§ **What is required**
An exact copy of every record below is what's needed here.

§ **Recorded information**

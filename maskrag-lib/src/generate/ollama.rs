use std::time::Duration;

use async_trait::async_trait;
use serde::{Deserialize, Serialize};

use crate::generate::Generator;
use crate::{Error, Result};

/// Settings for an Ollama-compatible `/api/generate` endpoint.
#[derive(Debug, Clone, PartialEq, Serialize, Deserialize)]
#[serde(default)]
pub struct GeneratorConfig {
    /// Base URL of the server, without the API path
    pub endpoint: String,
    /// Model name as known to the server
    pub model: String,
    /// Upper bound on generated tokens
    pub max_tokens: u32,
    /// Per-request timeout
    pub timeout_secs: u64,
}

impl Default for GeneratorConfig {
    fn default() -> Self {
        Self {
            endpoint: "http://localhost:11434".to_string(),
            model: "flan-t5-base".to_string(),
            max_tokens: 64,
            timeout_secs: 120,
        }
    }
}

#[derive(Debug, Serialize)]
struct GenerateRequest<'a> {
    model: &'a str,
    prompt: &'a str,
    stream: bool,
    options: GenerateOptions,
}

#[derive(Debug, Serialize)]
struct GenerateOptions {
    num_predict: u32,
    temperature: f32,
}

#[derive(Debug, Deserialize)]
struct GenerateResponse {
    response: String,
}

/// Generator backed by an Ollama-compatible HTTP server.
///
/// Decoding is greedy (temperature 0) so reruns over the same prompts give the
/// same answers.
pub struct OllamaGenerator {
    client: reqwest::Client,
    url: String,
    config: GeneratorConfig,
}

impl OllamaGenerator {
    pub fn new(config: GeneratorConfig) -> Result<Self> {
        let client = reqwest::Client::builder()
            .timeout(Duration::from_secs(config.timeout_secs))
            .build()
            .map_err(|e| Error::Generation(format!("failed to build HTTP client: {e}")))?;

        let url = format!("{}/api/generate", config.endpoint.trim_end_matches('/'));

        Ok(Self { client, url, config })
    }

    pub fn model(&self) -> &str {
        &self.config.model
    }

    fn request<'a>(&'a self, prompt: &'a str) -> GenerateRequest<'a> {
        GenerateRequest {
            model: &self.config.model,
            prompt,
            stream: false,
            options: GenerateOptions {
                num_predict: self.config.max_tokens,
                temperature: 0.0,
            },
        }
    }
}

#[async_trait]
impl Generator for OllamaGenerator {
    async fn generate(&mut self, prompt: &str) -> Result<String> {
        let response = self
            .client
            .post(&self.url)
            .json(&self.request(prompt))
            .send()
            .await
            .map_err(|e| Error::Generation(format!("request to {} failed: {e}", self.url)))?;

        let status = response.status();
        if !status.is_success() {
            let body = response.text().await.unwrap_or_default();
            return Err(Error::Generation(format!("HTTP {status}: {body}")));
        }

        let body: GenerateResponse = response
            .json()
            .await
            .map_err(|e| Error::Generation(format!("invalid response body: {e}")))?;

        Ok(body.response.trim().to_string())
    }
}

#[cfg(test)]
mod tests {
    use super::*;

    #[test]
    fn test_url_strips_trailing_slash() {
        let generator = OllamaGenerator::new(GeneratorConfig {
            endpoint: "http://example.test:11434/".to_string(),
            ..GeneratorConfig::default()
        })
        .unwrap();
        assert_eq!(generator.url, "http://example.test:11434/api/generate");
    }

    #[test]
    fn test_request_body_shape() {
        let generator = OllamaGenerator::new(GeneratorConfig::default()).unwrap();
        let body = serde_json::to_value(generator.request("Context: x")).unwrap();

        assert_eq!(body["model"], "flan-t5-base");
        assert_eq!(body["prompt"], "Context: x");
        assert_eq!(body["stream"], false);
        assert_eq!(body["options"]["num_predict"], 64);
        assert_eq!(body["options"]["temperature"], 0.0);
    }

    #[test]
    fn test_response_decoding() {
        let body: GenerateResponse =
            serde_json::from_str(r#"{"model":"m","response":"  Paris \n","done":true}"#).unwrap();
        assert_eq!(body.response.trim(), "Paris");
    }

    #[tokio::test]
    #[ignore] // Requires a running generation server
    async fn test_live_generation() {
        let mut generator = OllamaGenerator::new(GeneratorConfig::default()).unwrap();
        let answer = generator
            .generate(&crate::generate::build_prompt("The capital is Paris.", "What is the capital?"))
            .await
            .unwrap();
        assert!(!answer.is_empty());
    }
}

§ **Reply**
filename maskrag-lib/src/generate/ollama.rs
use std::time::Duration;

use async_trait::async_trait;
use serde::{Deserialize, Serialize};

use crate::generate::Generator;
use crate::{Error, Result};

/// Settings for an Ollama-compatible `/api/generate` endpoint.
#[derive(Debug, Clone, PartialEq, Serialize, Deserialize)]
#[serde(default)]
pub struct GeneratorConfig {
    /// Base URL of the server, without the API path
    pub endpoint: String,
    /// Model name as known to the server
    pub model: String,
    /// Upper bound on generated tokens
    pub max_tokens: u32,
    /// Per-request timeout
    pub timeout_secs: u64,
}

impl Default for GeneratorConfig {
    fn default() -> Self {
        Self {
            endpoint: "http://localhost:11434".to_string(),
            model: "flan-t5-base".to_string(),
            max_tokens: 64,
            timeout_secs: 120,
        }
    }
}

#[derive(Debug, Serialize)]
struct GenerateRequest<'a> {
    model: &'a str,
    prompt: &'a str,
    stream: bool,
    options: GenerateOptions,
}

#[derive(Debug, Serialize)]
struct GenerateOptions {
    num_predict: u32,
    temperature: f32,
}

#[derive(Debug, Deserialize)]
struct GenerateResponse {
    response: String,
}

/// Generator backed by an Ollama-compatible HTTP server.
///
/// Decoding is greedy (temperature 0) so reruns over the same prompts give the
/// same answers.
pub struct OllamaGenerator {
    client: reqwest::Client,
    url: String,
    config: GeneratorConfig,
}

impl OllamaGenerator {
    pub fn new(config: GeneratorConfig) -> Result<Self> {
        let client = reqwest::Client::builder()
            .timeout(Duration::from_secs(config.timeout_secs))
            .build()
            .map_err(|e| Error::Generation(format!("failed to build HTTP client: {e}")))?;

        let url = format!("{}/api/generate", config.endpoint.trim_end_matches('/'));

        Ok(Self { client, url, config })
    }

    pub fn model(&self) -> &str {
        &self.config.model
    }

    fn request<'a>(&'a self, prompt: &'a str) -> GenerateRequest<'a> {
        GenerateRequest {
            model: &self.config.model,
            prompt,
            stream: false,
            options: GenerateOptions {
                num_predict: self.config.max_tokens,
                temperature: 0.0,
            },
        }
    }
}

#[async_trait]
impl Generator for OllamaGenerator {
    async fn generate(&mut self, prompt: &str) -> Result<String> {
        let response = self
            .client
            .post(&self.url)
            .json(&self.request(prompt))
            .send()
            .await
            .map_err(|e| Error::Generation(format!("request to {} failed: {e}", self.url)))?;

        let status = response.status();
        if !status.is_success() {
            let body = response.text().await.unwrap_or_default();
            return Err(Error::Generation(format!("HTTP {status}: {body}")));
        }

        let body: GenerateResponse = response
            .json()
            .await
            .map_err(|e| Error::Generation(format!("invalid response body: {e}")))?;

        Ok(body.response.trim().to_string())
    }
}

#[cfg(test)]
mod tests {
    use super::*;

    #[test]
    fn test_url_strips_trailing_slash() {
        let generator = OllamaGenerator::new(GeneratorConfig {
            endpoint: "http://example.test:11434/".to_string(),
            ..GeneratorConfig::default()
        })
        .unwrap();
        assert_eq!(generator.url, "http://example.test:11434/api/generate");
    }

    #[test]
    fn test_request_body_shape() {
        let generator = OllamaGenerator::new(GeneratorConfig::default()).unwrap();
        let body = serde_json::to_value(generator.request("Context: x")).unwrap();

        assert_eq!(body["model"], "flan-t5-base");
        assert_eq!(body["prompt"], "Context: x");
        assert_eq!(body["stream"], false);
        assert_eq!(body["options"]["num_predict"], 64);
        assert_eq!(body["options"]["temperature"], 0.0);
    }

    #[test]
    fn test_response_decoding() {
        let body: GenerateResponse =
            serde_json::from_str(r#"{"model":"m","response":"  Paris \n","done":true}"#).unwrap();
        assert_eq!(body.response.trim(), "Paris");
    }

    #[tokio::test]
    #[ignore] // Requires a running generation server
    async fn test_live_generation() {
        let mut generator = OllamaGenerator::new(GeneratorConfig::default()).unwrap();
        let answer = generator
            .generate(&crate::generate::build_prompt("The capital is Paris.", "What is the capital?"))
            .await
            .unwrap();
        assert!(!answer.is_empty());
    }
}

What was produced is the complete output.